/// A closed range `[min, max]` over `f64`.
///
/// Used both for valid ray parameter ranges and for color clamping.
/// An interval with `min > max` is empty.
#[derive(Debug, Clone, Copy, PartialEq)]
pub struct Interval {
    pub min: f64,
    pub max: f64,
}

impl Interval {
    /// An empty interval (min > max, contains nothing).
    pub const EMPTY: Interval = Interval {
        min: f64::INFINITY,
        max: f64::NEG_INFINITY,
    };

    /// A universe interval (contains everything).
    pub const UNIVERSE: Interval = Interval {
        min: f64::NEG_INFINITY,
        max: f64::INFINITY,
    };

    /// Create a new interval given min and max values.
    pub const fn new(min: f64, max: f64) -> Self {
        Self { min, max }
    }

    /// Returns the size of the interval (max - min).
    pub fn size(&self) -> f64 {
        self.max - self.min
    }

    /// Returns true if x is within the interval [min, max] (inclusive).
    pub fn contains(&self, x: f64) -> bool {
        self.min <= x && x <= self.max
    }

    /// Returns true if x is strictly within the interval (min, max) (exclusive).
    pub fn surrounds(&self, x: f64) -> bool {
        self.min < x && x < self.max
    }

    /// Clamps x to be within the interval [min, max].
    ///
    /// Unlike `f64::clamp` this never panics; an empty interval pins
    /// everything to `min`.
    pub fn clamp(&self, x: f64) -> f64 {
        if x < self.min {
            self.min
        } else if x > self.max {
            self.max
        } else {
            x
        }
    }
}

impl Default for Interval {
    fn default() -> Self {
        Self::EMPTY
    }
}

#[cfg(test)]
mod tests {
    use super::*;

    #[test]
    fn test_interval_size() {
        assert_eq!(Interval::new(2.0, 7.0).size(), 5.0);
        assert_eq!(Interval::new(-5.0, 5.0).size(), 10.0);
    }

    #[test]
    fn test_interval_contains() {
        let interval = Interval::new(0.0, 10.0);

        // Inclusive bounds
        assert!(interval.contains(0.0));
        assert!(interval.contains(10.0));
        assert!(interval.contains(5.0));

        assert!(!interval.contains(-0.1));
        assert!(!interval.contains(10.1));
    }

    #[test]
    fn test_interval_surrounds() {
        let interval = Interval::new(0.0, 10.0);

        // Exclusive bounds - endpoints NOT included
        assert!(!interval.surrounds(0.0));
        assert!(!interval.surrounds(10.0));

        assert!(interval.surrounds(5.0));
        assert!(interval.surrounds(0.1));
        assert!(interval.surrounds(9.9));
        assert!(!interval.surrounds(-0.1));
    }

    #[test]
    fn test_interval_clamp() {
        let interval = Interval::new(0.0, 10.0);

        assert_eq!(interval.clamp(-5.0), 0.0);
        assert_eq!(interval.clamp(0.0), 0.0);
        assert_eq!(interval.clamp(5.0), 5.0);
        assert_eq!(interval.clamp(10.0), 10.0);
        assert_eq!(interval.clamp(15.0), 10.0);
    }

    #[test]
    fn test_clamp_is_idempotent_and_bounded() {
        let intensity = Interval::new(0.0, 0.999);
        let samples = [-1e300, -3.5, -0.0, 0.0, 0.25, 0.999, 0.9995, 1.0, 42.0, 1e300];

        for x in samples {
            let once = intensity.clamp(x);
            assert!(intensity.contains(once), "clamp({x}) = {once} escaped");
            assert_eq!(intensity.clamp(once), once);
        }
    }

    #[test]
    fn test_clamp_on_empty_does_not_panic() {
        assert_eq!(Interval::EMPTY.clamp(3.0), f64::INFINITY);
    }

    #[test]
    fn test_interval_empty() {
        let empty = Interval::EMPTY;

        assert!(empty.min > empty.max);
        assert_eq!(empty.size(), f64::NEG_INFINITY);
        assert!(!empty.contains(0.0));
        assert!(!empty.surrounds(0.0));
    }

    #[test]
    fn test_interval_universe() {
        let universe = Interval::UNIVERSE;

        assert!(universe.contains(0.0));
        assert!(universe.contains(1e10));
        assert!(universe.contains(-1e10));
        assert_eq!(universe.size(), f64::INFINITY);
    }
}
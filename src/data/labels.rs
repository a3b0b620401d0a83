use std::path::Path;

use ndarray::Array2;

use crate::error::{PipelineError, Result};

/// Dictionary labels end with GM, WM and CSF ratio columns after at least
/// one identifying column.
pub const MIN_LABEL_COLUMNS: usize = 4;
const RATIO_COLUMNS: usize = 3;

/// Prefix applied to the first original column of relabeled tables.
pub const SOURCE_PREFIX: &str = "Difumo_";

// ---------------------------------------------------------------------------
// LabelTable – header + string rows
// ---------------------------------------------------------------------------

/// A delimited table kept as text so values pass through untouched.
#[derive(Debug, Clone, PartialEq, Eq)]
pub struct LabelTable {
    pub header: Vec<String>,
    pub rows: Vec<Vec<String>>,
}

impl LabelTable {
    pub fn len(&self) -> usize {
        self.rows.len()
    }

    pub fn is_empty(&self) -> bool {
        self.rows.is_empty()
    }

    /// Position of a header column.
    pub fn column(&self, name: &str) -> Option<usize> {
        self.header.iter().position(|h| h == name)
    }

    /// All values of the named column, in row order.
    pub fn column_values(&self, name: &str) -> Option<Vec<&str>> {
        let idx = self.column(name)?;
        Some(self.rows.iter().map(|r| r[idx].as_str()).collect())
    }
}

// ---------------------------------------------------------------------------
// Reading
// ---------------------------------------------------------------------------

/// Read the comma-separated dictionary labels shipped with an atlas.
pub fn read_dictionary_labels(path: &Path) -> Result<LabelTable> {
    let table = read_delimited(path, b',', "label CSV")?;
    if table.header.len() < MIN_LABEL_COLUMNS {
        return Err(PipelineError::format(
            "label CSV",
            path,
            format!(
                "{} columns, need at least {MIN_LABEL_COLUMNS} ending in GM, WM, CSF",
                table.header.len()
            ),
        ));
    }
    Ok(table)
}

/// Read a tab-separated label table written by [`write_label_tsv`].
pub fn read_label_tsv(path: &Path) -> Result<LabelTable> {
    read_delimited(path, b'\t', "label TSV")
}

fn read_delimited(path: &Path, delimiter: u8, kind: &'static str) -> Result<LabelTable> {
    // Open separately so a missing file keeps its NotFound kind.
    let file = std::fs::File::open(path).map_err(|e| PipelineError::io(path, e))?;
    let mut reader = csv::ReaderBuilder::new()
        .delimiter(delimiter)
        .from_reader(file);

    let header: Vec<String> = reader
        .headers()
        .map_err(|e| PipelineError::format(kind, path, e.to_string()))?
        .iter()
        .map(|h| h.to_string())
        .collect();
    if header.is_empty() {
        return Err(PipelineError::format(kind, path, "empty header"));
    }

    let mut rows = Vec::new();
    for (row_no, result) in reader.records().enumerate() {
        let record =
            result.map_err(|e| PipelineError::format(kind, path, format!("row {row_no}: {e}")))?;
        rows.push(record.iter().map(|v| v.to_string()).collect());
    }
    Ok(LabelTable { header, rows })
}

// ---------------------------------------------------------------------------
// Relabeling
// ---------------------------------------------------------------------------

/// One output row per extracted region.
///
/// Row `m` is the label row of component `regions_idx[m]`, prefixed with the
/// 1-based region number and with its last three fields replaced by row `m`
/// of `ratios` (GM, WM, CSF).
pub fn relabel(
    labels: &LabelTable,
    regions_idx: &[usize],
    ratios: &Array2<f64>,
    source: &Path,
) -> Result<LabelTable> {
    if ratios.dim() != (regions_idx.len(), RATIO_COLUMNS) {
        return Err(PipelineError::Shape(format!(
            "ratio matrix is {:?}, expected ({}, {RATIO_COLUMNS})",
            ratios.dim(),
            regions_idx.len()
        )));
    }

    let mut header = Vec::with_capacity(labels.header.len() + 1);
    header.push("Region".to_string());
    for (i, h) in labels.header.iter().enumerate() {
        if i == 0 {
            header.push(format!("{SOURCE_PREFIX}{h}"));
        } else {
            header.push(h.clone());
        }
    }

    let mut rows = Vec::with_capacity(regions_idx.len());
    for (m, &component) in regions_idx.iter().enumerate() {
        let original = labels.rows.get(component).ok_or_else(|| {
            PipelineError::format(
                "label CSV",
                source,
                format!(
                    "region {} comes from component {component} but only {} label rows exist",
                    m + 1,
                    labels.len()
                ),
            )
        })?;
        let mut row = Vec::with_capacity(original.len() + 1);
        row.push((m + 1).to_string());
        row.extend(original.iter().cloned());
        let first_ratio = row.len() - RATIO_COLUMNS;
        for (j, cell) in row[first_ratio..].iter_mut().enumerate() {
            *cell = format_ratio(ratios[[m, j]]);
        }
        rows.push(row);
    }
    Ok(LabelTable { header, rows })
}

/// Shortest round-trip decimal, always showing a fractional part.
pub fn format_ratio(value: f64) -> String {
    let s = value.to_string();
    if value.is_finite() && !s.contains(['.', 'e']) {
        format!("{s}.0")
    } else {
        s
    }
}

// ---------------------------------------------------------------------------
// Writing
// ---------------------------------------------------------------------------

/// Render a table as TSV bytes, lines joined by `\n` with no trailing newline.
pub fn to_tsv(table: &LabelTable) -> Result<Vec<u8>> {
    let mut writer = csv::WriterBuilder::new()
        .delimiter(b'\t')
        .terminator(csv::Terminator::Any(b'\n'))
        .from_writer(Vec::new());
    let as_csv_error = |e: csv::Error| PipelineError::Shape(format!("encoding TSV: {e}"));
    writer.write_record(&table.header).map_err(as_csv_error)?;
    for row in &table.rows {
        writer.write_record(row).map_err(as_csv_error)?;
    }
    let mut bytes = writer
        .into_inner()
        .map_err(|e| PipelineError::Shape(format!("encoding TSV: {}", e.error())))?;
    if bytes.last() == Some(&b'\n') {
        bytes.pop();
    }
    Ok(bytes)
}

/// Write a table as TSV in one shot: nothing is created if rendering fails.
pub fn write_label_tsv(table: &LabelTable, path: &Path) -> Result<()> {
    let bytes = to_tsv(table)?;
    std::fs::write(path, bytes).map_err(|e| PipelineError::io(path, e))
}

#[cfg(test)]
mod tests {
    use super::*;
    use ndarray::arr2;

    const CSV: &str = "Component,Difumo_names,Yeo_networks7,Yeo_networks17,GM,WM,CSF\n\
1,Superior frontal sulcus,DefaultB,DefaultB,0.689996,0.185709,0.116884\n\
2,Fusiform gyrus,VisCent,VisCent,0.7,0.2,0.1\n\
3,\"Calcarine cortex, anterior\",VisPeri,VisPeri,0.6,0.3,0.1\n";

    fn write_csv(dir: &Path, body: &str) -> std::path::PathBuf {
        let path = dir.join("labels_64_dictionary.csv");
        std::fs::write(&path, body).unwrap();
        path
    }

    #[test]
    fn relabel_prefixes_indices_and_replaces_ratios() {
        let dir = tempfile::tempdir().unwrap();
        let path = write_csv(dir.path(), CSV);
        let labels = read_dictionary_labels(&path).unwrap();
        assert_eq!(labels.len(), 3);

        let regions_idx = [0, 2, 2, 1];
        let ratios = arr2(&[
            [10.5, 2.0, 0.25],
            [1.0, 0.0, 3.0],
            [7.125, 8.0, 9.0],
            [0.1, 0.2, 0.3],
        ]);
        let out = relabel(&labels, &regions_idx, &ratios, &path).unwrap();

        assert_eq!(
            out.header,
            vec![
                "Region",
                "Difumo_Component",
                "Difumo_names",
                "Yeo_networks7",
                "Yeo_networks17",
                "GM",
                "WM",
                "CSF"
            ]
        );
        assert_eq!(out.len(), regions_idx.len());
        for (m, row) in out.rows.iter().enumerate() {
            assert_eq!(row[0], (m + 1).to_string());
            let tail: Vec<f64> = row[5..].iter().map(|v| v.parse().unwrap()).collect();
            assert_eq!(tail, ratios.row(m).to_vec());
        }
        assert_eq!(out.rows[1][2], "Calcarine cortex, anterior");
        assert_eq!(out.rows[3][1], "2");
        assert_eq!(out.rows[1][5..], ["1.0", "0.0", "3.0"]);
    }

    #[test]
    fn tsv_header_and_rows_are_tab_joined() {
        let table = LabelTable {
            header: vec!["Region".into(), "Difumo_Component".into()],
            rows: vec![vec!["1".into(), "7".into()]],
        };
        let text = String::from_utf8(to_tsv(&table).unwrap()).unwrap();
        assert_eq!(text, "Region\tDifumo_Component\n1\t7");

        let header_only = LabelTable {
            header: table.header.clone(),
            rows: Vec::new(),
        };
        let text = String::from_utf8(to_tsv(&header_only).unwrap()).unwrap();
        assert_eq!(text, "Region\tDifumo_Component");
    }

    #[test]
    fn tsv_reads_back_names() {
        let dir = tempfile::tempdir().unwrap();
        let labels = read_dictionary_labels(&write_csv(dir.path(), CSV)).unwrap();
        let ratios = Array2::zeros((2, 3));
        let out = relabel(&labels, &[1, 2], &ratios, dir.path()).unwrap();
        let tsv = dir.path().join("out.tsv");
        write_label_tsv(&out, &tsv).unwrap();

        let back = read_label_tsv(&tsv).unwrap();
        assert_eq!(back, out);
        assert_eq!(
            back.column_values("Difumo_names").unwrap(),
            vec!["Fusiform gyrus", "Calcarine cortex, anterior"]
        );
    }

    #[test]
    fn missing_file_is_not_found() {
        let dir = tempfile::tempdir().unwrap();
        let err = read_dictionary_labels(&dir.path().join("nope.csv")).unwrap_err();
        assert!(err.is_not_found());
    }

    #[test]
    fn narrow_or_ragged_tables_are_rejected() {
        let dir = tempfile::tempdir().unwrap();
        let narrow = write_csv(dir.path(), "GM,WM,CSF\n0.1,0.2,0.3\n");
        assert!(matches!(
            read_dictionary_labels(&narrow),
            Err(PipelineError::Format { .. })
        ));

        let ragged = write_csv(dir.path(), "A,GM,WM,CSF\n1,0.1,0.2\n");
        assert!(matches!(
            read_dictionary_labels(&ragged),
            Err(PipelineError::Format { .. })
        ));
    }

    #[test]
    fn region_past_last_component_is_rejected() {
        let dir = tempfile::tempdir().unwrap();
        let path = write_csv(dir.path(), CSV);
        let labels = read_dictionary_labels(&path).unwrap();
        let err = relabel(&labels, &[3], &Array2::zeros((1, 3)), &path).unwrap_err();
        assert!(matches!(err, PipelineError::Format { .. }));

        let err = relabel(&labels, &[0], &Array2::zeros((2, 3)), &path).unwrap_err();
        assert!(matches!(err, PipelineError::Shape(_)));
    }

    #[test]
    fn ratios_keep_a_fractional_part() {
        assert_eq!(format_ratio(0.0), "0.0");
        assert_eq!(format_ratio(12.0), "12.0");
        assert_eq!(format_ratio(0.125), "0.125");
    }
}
* * *
--- ASSIGNMENT ---
Across the data, find each line that has "separated" in it and copy that line.

--- ANSWER SECTION ---
/// Read the comma-separated dictionary labels shipped with an atlas.
/// Read a tab-separated label table written by [`write_label_tsv`].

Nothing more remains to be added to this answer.